Reputation: 433
I have some dataframes in a dictionary, and I want to merge all these dataframes using a common column "date". To do so, I used the following code :
n = len(dictionary)
something = dictionary[dictionnary_keys[0]]
for i in range(1,n):
something = something.merge(dictionary[dictionnary_keys[i], on="date")
print(something.shape)
Note that every dictionary's value is a pandas dataframe and its shape is (500,10).
When I run that code, I get a memory error because both number of rows and columns increase ... However, only the number of columns has to increase. I don't understand why I get this result.
Can someone explain me how to deal with such a situation ?

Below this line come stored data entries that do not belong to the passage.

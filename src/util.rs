// src/util.rs
//
// Small runtime helpers shared by the pipeline threads: a cloneable
// shutdown handle, the idle-wait strategy for polling loops, the monotonic
// clock, and thread placement.

use std::sync::atomic::{AtomicBool, Ordering};
use std::sync::Arc;

/// Shared stop signal. Handles clone cheaply, so the ctrl-c hook and every
/// pipeline thread hold one directly instead of juggling Arc wrappers. Once
/// tripped it stays tripped.
#[derive(Clone, Default)]
pub struct Shutdown {
    tripped: Arc<AtomicBool>,
}

impl Shutdown {
    pub fn new() -> Self {
        Self::default()
    }

    #[inline]
    pub fn trip(&self) {
        self.tripped.store(true, Ordering::SeqCst);
    }

    #[inline]
    pub fn is_tripped(&self) -> bool {
        self.tripped.load(Ordering::Relaxed)
    }
}

const YIELD_AFTER_IDLE_ROUNDS: u32 = 16;

/// Idle-wait strategy for the busy loops: burn short spin bursts while the
/// queues were recently active, hand the core back to the scheduler once a
/// dry streak builds up. `reset` on every productive iteration.
pub struct IdleBackoff {
    spins_per_round: u32,
    dry_rounds: u32,
}

impl IdleBackoff {
    pub fn new(spins_per_round: u32) -> Self {
        Self { spins_per_round: spins_per_round.max(1), dry_rounds: 0 }
    }

    #[inline]
    pub fn reset(&mut self) {
        self.dry_rounds = 0;
    }

    #[inline]
    pub fn idle(&mut self) {
        self.dry_rounds = self.dry_rounds.saturating_add(1);
        if self.dry_rounds < YIELD_AFTER_IDLE_ROUNDS {
            for _ in 0..self.spins_per_round {
                std::hint::spin_loop();
            }
        } else {
            std::thread::yield_now();
        }
    }
}

const NANOS_PER_SEC: u64 = 1_000_000_000;

/// Monotonic nanoseconds for arrival stamps and stage timing. Reads the raw
/// monotonic clock on Linux; anywhere else (or if the clock call fails) it
/// falls back to a process-epoch Instant.
#[inline]
pub fn now_nanos() -> u64 {
    #[cfg(target_os = "linux")]
    {
        use nix::time::{clock_gettime, ClockId};
        if let Ok(ts) = clock_gettime(ClockId::CLOCK_MONOTONIC_RAW) {
            return ts.tv_sec() as u64 * NANOS_PER_SEC + ts.tv_nsec() as u64;
        }
    }
    process_epoch_ns()
}

fn process_epoch_ns() -> u64 {
    use once_cell::sync::Lazy;
    use std::time::Instant;
    static EPOCH: Lazy<Instant> = Lazy::new(Instant::now);
    EPOCH.elapsed().as_nanos() as u64
}

/// Pin the current thread when a core index is configured. Returns whether
/// the placement took effect.
pub fn pin_thread(core: Option<usize>) -> bool {
    let want = match core {
        Some(c) => c,
        None => return false,
    };
    core_affinity::get_core_ids()
        .and_then(|cores| cores.into_iter().find(|c| c.id == want))
        .map(core_affinity::set_for_current)
        .unwrap_or(false)
}

#[cfg(test)]
mod tests {
    use super::*;

    #[test]
    fn shutdown_latches_across_clones() {
        let s = Shutdown::new();
        let peer = s.clone();
        assert!(!peer.is_tripped());
        s.trip();
        assert!(peer.is_tripped());
        s.trip();
        assert!(s.is_tripped());
    }

    #[test]
    fn backoff_survives_long_dry_streaks() {
        let mut b = IdleBackoff::new(4);
        for _ in 0..100 {
            b.idle();
        }
        b.reset();
        b.idle();
    }

    #[test]
    fn now_nanos_is_monotonic() {
        let a = now_nanos();
        let b = now_nanos();
        assert!(b >= a);
    }
}
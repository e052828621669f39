// src/rx.rs
use crate::metrics;
use crate::pool::{PacketPool, Pkt};
use crate::util::{now_nanos, IdleBackoff, Shutdown};
use anyhow::Context;
use bytes::BufMut;
use crossbeam::queue::ArrayQueue;
use log::debug;
use std::net::UdpSocket;
use std::os::fd::AsRawFd;
use std::sync::Arc;

/// Busy receive loop for one feed channel. Datagrams land in pooled
/// buffers and are pushed to the arbiter's queue; a full queue drops the
/// packet (the redundant feed covers the loss).
pub fn rx_loop(
    chan_name: &str,
    sock: &UdpSocket,
    q_out: Arc<ArrayQueue<Pkt>>,
    pool: Arc<PacketPool>,
    shutdown: Shutdown,
    spin_loops_per_yield: u32,
    rx_batch: usize,
) -> anyhow::Result<()> {
    let fd = sock.as_raw_fd();
    let chan_id = if chan_name == "A" { b'A' } else { b'B' };
    let mut dropped: u64 = 0;
    let mut backoff = IdleBackoff::new(spin_loops_per_yield);

    sock.set_nonblocking(true).context("set nonblocking")?;

    loop {
        if shutdown.is_tripped() {
            break;
        }

        let batch = rx_batch.max(1);
        let mut progressed = false;
        for _ in 0..batch {
            let mut buf = pool.checkout();
            let dst = unsafe {
                let s = buf.chunk_mut();
                std::slice::from_raw_parts_mut(s.as_mut_ptr(), s.len())
            };

            let n = unsafe { libc::recv(fd, dst.as_mut_ptr() as *mut libc::c_void, dst.len(), libc::MSG_DONTWAIT) };
            if n > 0 {
                let n = n as usize;
                unsafe {
                    buf.advance_mut(n);
                }
                match q_out.push(Pkt::new(buf, n, chan_id, now_nanos())) {
                    Ok(()) => metrics::inc_rx(chan_name, n),
                    Err(p) => {
                        pool.restore(p.buf);
                        dropped += 1;
                        metrics::inc_rx_drop(chan_name);
                        if dropped % 10_000 == 1 {
                            debug!("rx-{chan_name}: queue full, dropped={dropped}");
                        }
                    }
                }
                progressed = true;
            } else {
                pool.restore(buf);
                if n == 0 {
                    break;
                }
                let err = std::io::Error::last_os_error();
                let code = err.raw_os_error().unwrap_or(0);
                if code == libc::EAGAIN || code == libc::EWOULDBLOCK || code == libc::EINTR {
                    break;
                }
                return Err(anyhow::anyhow!("recv error on {chan_name}: {err}"));
            }
        }

        if progressed {
            backoff.reset();
        } else {
            backoff.idle();
        }
    }

    Ok(())
}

Thank you for your help. If you want more information, just let me know :)
Upvotes: 2
Views: 1408
Reputation: 7065
You most likely have duplicated date
values.
Here is a quick example:
# Generate dict of DatFrame with duplicated 'a'
d = dict()
for i in range(4):
d[i] = pd.DataFrame({'a': list('ABBCD'), 'b':np.random.randint(0, 10, 5), 'c': i})
n = len(d)
s = d[0]
for i in range(1,n):
s = s.merge(d[i], on="a")
print(s.shape)
(7, 5)
(11, 7)
(19, 9)
Re-run with no duplicates:
d = dict()
for i in range(4):
d[i] = pd.DataFrame({'a': list('ABCDE'), 'b':np.random.randint(0, 10, 5), 'c': i})
n = len(d)
s = d[0]
for i in range(1,n):
s = s.merge(d[i], on="a")
print(s.shape)
(5, 5)
(5, 7)
(5, 9)
Merging in this way might lead to complications with how your series are named:
a b_x c_x b_y c_y b_x c_x b_y c_y
0 A 4 0 5 1 0 2 9 3
1 B 5 0 8 1 3 2 0 3
2 C 6 0 0 1 5 2 8 3
3 D 2 0 0 1 8 2 8 3
4 E 8 0 2 1 7 2 9 3
s['b_x']
b_x b_x
0 4 0
1 5 3
2 6 5
3 2 8
4 8 7
Upvotes: 2